WORK TO BE COMPLETED ▸ Scan the entries below for the word "analytic" and copy every line in which it occurs.

DATA SECTION ▸
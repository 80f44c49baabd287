//! Small numeric helpers and the RK4 verification integrator.

pub mod rk4;

pub use rk4::{rk4, rk4_step};

#[inline]
pub fn norm_inf(v: &[f64]) -> f64 {
    v.iter().fold(0.0f64, |acc, x| acc.max(x.abs()))
}

#[inline]
pub fn norm_1(v: &[f64]) -> f64 {
    v.iter().map(|x| x.abs()).sum()
}

#[inline]
pub fn norm_2(v: &[f64]) -> f64 {
    dot(v, v).sqrt()
}

#[inline]
pub fn dot(a: &[f64], b: &[f64]) -> f64 {
    debug_assert_eq!(a.len(), b.len());
    a.iter().zip(b).map(|(x, y)| x * y).sum()
}

/// `y += alpha * x`
#[inline]
pub fn axpy(alpha: f64, x: &[f64], y: &mut [f64]) {
    for (yi, xi) in y.iter_mut().zip(x) {
        *yi += alpha * xi;
    }
}
//! End-to-end checks of the expression graph and its derivatives.

use approx::assert_relative_eq;
use trajopt_core::autodiff::{Context, ExpressionType, Gradient, Hessian, Jacobian, Variable, VariableMatrix};

/// Small deterministic generator so samples are reproducible.
struct Lcg(u64);

impl Lcg {
    fn next(&mut self) -> f64 {
        self.0 = self.0.wrapping_mul(6364136223846793005).wrapping_add(1442695040888963407);
        ((self.0 >> 11) as f64 / (1u64 << 53) as f64) * 2.0 - 1.0
    }
}

fn mixed_expression(x: &Variable, y: &Variable, z: &Variable) -> Variable {
    let a = x.sin() * y.exp() + z.powf(3.0) / (1.0 + x * x);
    let b = x.atan2(y) + (y * z).tanh() + x.hypot(z).ln();
    let c = (x - y).cos() * z.sqrt() + y.erf();
    a + b * c
}

#[test]
fn test_gradient_matches_central_differences() {
    let ctx = Context::new();
    let x = ctx.input(0.0);
    let y = ctx.input(0.0);
    let z = ctx.input(1.0);
    let f = mixed_expression(&x, &y, &z);
    let wrt = vec![x.clone(), y.clone(), z.clone()];
    let mut gradient = Gradient::new(&f, &wrt);

    let mut rng = Lcg(7);
    for _ in 0..20 {
        let point = [rng.next(), rng.next(), 0.5 + rng.next().abs()];
        for (v, &p) in wrt.iter().zip(&point) {
            v.set_value(p);
        }
        let analytic = gradient.value();

        for i in 0..3 {
            let h = 1e-6;
            wrt[i].set_value(point[i] + h);
            let plus = f.value();
            wrt[i].set_value(point[i] - h);
            let minus = f.value();
            wrt[i].set_value(point[i]);
            let numeric = (plus - minus) / (2.0 * h);
            assert_relative_eq!(analytic[i], numeric, epsilon = 1e-6, max_relative = 1e-6);
        }
    }
}

#[test]
fn test_jacobian_pattern_is_stable() {
    let ctx = Context::new();
    let x = ctx.input(1.0);
    let y = ctx.input(2.0);
    let z = ctx.input(3.0);
    let rows = vec![&x * &y, y.sin() + 2.0 * &z, &z * 3.0];
    let wrt = vec![x.clone(), y.clone(), z.clone()];
    let mut jacobian = Jacobian::new(&rows, &wrt);
    let pattern: Vec<(usize, usize)> = jacobian.entries().to_vec();
    assert_eq!(pattern, vec![(0, 0), (0, 1), (1, 1), (1, 2), (2, 2)]);

    let mut rng = Lcg(11);
    for _ in 0..10 {
        for v in &wrt {
            v.set_value(rng.next());
        }
        let j = jacobian.value();
        assert_eq!(jacobian.entries(), pattern.as_slice());
        assert_relative_eq!(*j.get(0, 0).unwrap(), y.value());
        assert_relative_eq!(*j.get(0, 1).unwrap(), x.value());
        assert_relative_eq!(*j.get(1, 1).unwrap(), y.value().cos());
        assert_relative_eq!(*j.get(1, 2).unwrap(), 2.0);
        assert!(j.get(1, 0).is_none());
    }
}

#[test]
fn test_hessian_of_quadratic_form() {
    // f = ½ vᵀ Q v with Q = [[4, 1], [1, 2]]
    let ctx = Context::new();
    let v = VariableMatrix::from_variables(&ctx, 2, 1, vec![ctx.input(0.3), ctx.input(-0.7)]);
    let q = VariableMatrix::from_rows(&ctx, &[vec![4.0, 1.0], vec![1.0, 2.0]]);
    let f = (v.transpose() * (&q * &v)).into_scalar() * 0.5;
    assert_eq!(f.expression_type(), ExpressionType::Quadratic);

    let wrt = v.as_slice().to_vec();
    let mut hessian = Hessian::new(&f, &wrt);
    let h = hessian.value();
    assert_relative_eq!(*h.get(0, 0).unwrap(), 4.0);
    assert_relative_eq!(*h.get(1, 0).unwrap(), 1.0);
    assert_relative_eq!(*h.get(1, 1).unwrap(), 2.0);
    assert!(h.get(0, 1).is_none(), "only the lower triangle is stored");
}

#[test]
fn test_shared_subexpression_is_counted_once() {
    let ctx = Context::new();
    let x = ctx.input(2.0);
    let shared = &x * &x;
    let f = &shared + &shared;
    let mut g = Gradient::new(&f, std::slice::from_ref(&x));
    assert_relative_eq!(g.value()[0], 8.0);
}

#[test]
fn test_pool_is_balanced_after_drop() {
    let ctx = Context::new();
    {
        let x = ctx.input(1.0);
        let y = ctx.input(2.0);
        let f = mixed_expression(&x, &y, &ctx.input(3.0));
        let mut g = Gradient::new(&f, &[x.clone(), y.clone()]);
        let mut h = Hessian::new(&f, &[x, y]);
        let _ = g.value();
        let _ = h.value();
        assert!(ctx.blocks_in_use() > 0);
    }
    assert_eq!(ctx.blocks_in_use(), 0);
}

#[test]
fn test_lazy_values_follow_leaf_updates() {
    let ctx = Context::new();
    let x = ctx.input(1.0);
    let f = x.exp() * 2.0;
    assert_relative_eq!(f.value(), 2.0 * 1f64.exp());
    x.set_value(0.0);
    assert_relative_eq!(f.value(), 2.0);
}

#[test]
fn test_division_by_zero_propagates_non_finite() {
    let ctx = Context::new();
    let x = ctx.input(0.0);
    let f = 1.0 / &x;
    assert!(!f.value().is_finite());
}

EXERCISE ANSWER ▸
        let analytic = gradient.value();
            assert_relative_eq!(analytic[i], numeric, epsilon = 1e-6, max_relative = 1e-6);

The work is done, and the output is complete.